Frozen grapes?  And they defrost to a good texture?  Wow - I'll try it!  Mine don't usually get stored for that long, but every now and again i think I'll be clever and buy more than I can eat, and then the inevitable happens and they get binned...now I'll freeze them.


----------



## GB

We actually eat them frozen lulu. Try it, you will be amazed.


----------



## lulu

After posting I ran and slammed some in the freezer.....i'll let you know what I think


----------



## GB

I can't wait to hear what you think


----------



## QSis

Do they keep longer off the stem?

Thanks for the answers, everyone!

Lee


----------



## Jamie101

Frozen grapes taste great. They also act as a ice cubes if put in a punch. I'd say if they are frozen they would last a pretty long time. I like the idea of putting them in the fridge with a paper towel - good idea.


----------



## kadesma

QSis said:
			
		

> Do they keep longer off the stem?
> 
> Thanks for the answers, everyone!
> 
> Lee


Hi Osis,
I take them off the stem because, I've had them get moldy..All you need is one that is nicked and starting to turn and left out on the counter, what a mess...Besides, this way I can grab a hand full and not have to bother picking them off, I can just pop em in my mouth  Lazy, lazy...

kadesma


----------



## FryBoy

In the plastic bag they came in, which is inside another plastic bag from the produce section of the store, in the refrigerator's fruit bin.

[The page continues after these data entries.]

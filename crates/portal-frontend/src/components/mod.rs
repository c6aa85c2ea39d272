//! Reusable UI components for the portal frontend.
//!
//! Contains the session bootstrapper, navigation, and the building blocks of
//! the dashboard and admin pages.

pub mod admin;
pub mod bootstrapper;
pub mod full_page_spinner;
pub mod nav;
pub mod profile_card;
pub mod qualification_list;
pub mod search;

pub use bootstrapper::*;
pub use full_page_spinner::*;
pub use nav::*;
pub use profile_card::*;
pub use qualification_list::*;
pub use search::*;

I like grapes cold, but I rinse them before eating. Been doing that for 40+ years.


----------



## Chopstix

Jamie101 said:
			
		

> Frozen grapes taste great. They also act as a ice cubes if put in a punch.


 
I love the grape ice cube idea!  Do they sink or float I wonder?!


----------



## TATTRAT

I use to use them as a sorbet garnish. wait for a little condensation after removing from the freezer, then toss in suger in the raw. Cool lil crunchy nuggets of goodness.

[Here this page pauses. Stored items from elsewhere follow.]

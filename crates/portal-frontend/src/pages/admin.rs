use yew::prelude::*;

use portal::{async_callback, data::Member, id::MemberId, log::warn, roster};

use crate::components::FullPageSpinner;
use crate::components::admin::{MemberList, SubordinatePicker};
use crate::hooks::{use_admin_required, use_login_required};
use crate::providers::api;

/// Anonymous visitors go to login first; the backend admin check only runs
/// once the session is known.
#[function_component(AdminPage)]
pub fn admin_page() -> Html {
    let guard = use_login_required();

    if guard.is_allowed() {
        html! { <AdminPanel /> }
    } else {
        html! { <FullPageSpinner /> }
    }
}

#[function_component(AdminPanel)]
fn admin_panel() -> Html {
    let guard = use_admin_required();

    if guard.is_allowed() {
        html! { <MemberAdministration /> }
    } else {
        html! { <FullPageSpinner label="Checking permissions..." /> }
    }
}

#[function_component(MemberAdministration)]
fn member_administration() -> Html {
    let api = use_memo((), |_| api::create());
    let members = use_state(Vec::<Member>::new);
    let selected = use_state(|| None::<MemberId>);
    let loading = use_state(|| true);
    let error_msg = use_state(|| None::<String>);

    let load = async_callback!([api, members, loading, error_msg] {
        loading.set(true);
        error_msg.set(None);

        match api.fetch_members().await {
            Ok(mut list) => {
                roster::sort_by_name(&mut list);
                members.set(list);
            }
            Err(err) => {
                warn!("Failed to load members: {err}");
                error_msg.set(Some(format!("Failed to load members: {err}")));
            }
        }
        loading.set(false);
    });

    {
        let load = load.clone();
        use_effect_with((), move |_| load.emit(()));
    }

    let on_select = {
        let selected = selected.clone();
        Callback::from(move |id: MemberId| selected.set(Some(id)))
    };

    let on_assign = {
        let members = members.clone();
        let selected = selected.clone();
        Callback::from(move |id: MemberId| {
            let Some(supervisor) = selected.as_ref() else {
                return;
            };
            let mut updated = (*members).clone();
            if roster::assign(&mut updated, &id, supervisor) {
                members.set(updated);
            }
        })
    };

    let on_unassign = {
        let members = members.clone();
        Callback::from(move |id: MemberId| {
            let mut updated = (*members).clone();
            if roster::unassign(&mut updated, &id) {
                members.set(updated);
            }
        })
    };

    if *loading {
        return html! { <FullPageSpinner label="Loading members..." /> };
    }

    if let Some(error) = error_msg.as_ref() {
        let on_retry = load.reform(|_: MouseEvent| ());
        return html! {
            <div class="p-8 max-w-4xl mx-auto">
                <div class="bg-red-50 border border-red-200 rounded-lg p-6">
                    <p class="text-red-700 mb-4">{ error }</p>
                    <button
                        class="px-4 py-2 bg-red-600 text-white rounded-md hover:bg-red-700"
                        onclick={on_retry}
                    >
                        { "Retry" }
                    </button>
                </div>
            </div>
        };
    }

    let supervisor = selected
        .as_ref()
        .and_then(|id| members.iter().find(|m| &m.id == id))
        .cloned();

    html! {
        <div class="p-8 max-w-6xl mx-auto space-y-6">
            <h1 class="text-3xl font-bold text-gray-900">{ "Member Administration" }</h1>
            <div class="grid grid-cols-2 gap-6">
                <MemberList members={(*members).clone()} selected={(*selected).clone()} {on_select} />
                if let Some(supervisor) = supervisor {
                    <SubordinatePicker
                        {supervisor}
                        members={(*members).clone()}
                        {on_assign}
                        {on_unassign}
                    />
                } else {
                    <p class="text-gray-500 italic">{ "Select a member to manage their subordinates" }</p>
                }
            </div>
        </div>
    }
}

As for the sinkers or floaters, I think they float.


----------



## goboenomo

I love grapes.
It's hard to find a place for them at my house.
They don't last as long out of the fridge, so sometimes we don't finished them before they rot.
When they are in the fridge we forget about them, and then they rot.


----------



## lulu

WOW!  While I type this I am eating my second ever frozen grape!  They are great...but next time I will only do the smaller grapes, the big ones are too big and hurting my teeth, lol

If anyone else hasn't tried this do....these are going to be a big help as a craving buster on my diet!


----------



## GB

Let the big ones sit out for a few minutes and they will soften enough so they do not hurt.

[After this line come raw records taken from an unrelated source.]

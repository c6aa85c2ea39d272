//! Context providers for shared application state and services.

pub mod api;
pub mod session;

pub use session::{SessionProvider, use_session};
use wasm_bindgen_futures::spawn_local;
use yew::prelude::*;
use yew_router::prelude::*;

use portal::guard::{GuardEvent, GuardState};
use portal::log::debug;

use crate::browser::MountFlag;
use crate::providers::api;
use crate::routes::Route;

/// Ask the backend once per mount whether this session may see admin pages.
/// Stays pending (render a spinner) until the answer or the timeout arrives.
/// An answer that lands after unmount is dropped without navigating.
#[hook]
pub fn use_admin_required() -> GuardState {
    let api = use_memo((), |_| api::create());
    let state = use_state(GuardState::default);
    let navigator = use_navigator();

    {
        let state = state.clone();
        use_effect_with((), move |_| {
            state.set(GuardState::Init.next(GuardEvent::Check));

            let mounted = MountFlag::new();
            let task_mounted = mounted.clone();
            spawn_local(async move {
                let decision = api.session().check_admin().await;
                if !task_mounted.is_mounted() {
                    debug!("Admin check finished after leaving the page, ignoring");
                    return;
                }
                if let (Some(destination), Some(navigator)) = (decision.redirect(), navigator) {
                    navigator.replace(&Route::from(destination));
                }
                state.set(decision);
            });

            move || mounted.unmount()
        });
    }

    *state
}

I am so glad you are enjoying them.


----------



## goboenomo

I'm so gonna do that next time we get some!


----------



## BreezyCooking

I keep my grapes, & all my fruit as a matter of fact, in open plastic bags in the fridge. 

I just find all fruit extremely refreshing when cold; just don't enjoy them as much if they're at room temp.

Oh, & I never wash them ahead of time, but wash them just prior to eating.  I find that prewashing fruits & vegetables shortens their shelf life.


----------



## goboenomo

That's true. I find grapes are more firm and juicy when they are left in the fridge.


----------



## mudbug

lulu said:
			
		

> WOW! While I type this I am eating my second ever frozen grape! They are great...but next time I will only do the smaller grapes, the big ones are too big and hurting my teeth, lol
> 
> If anyone else hasn't tried this do....these are going to be a big help as a craving buster on my diet!


 
try it with blueberries as well, lulu.  Deelish!


----------



## goboenomo

We freeze blueberries at my work. We use them for our Peach and Blue Skillets. I've never had it, but i've been told it's a nice dessert.


----------



## mudbug

tell me about the skillet thing, gobo.  Sounds interesting.  I've always liked peaches and blueberries together.


----------



## goboenomo

I havnt made it that much because it's usually done by the time I get into work... 


Well we have this Bisquick pancake (i think) mix... i think it's called
mixed with brown sugar and milk... and cut up pieces of peaches in it.
We cook it in the oven for a while, till the top is solid enough to hold stuff on top. Then we put 5 or 6 peaches on top kind of in a circle so the ends it the edges of the skillets and the other ends meet in the middle. Then we put the blueberries in the middle where the peaches meet. Then it goes back in the oven till it's golden brown. Then we wrap them and put them in the fridge.
When they are ready to be served. They put the peach and blue on a new skillet and put it in the oven until it is hot, then they pour a peach glaze along the edge so I sinks down the side of the peach and blue and goes underneath it. Then we sprinkle on some icing sugar, and out it goes.


----------



## mudbug

thanks. gobo.  sounds kind of like one of those German apple pancake thingies only with peaches and blueberries.  Does it get puffy when it's baking ?


----------



## goboenomo

Yes, enough to fill the skillet.


----------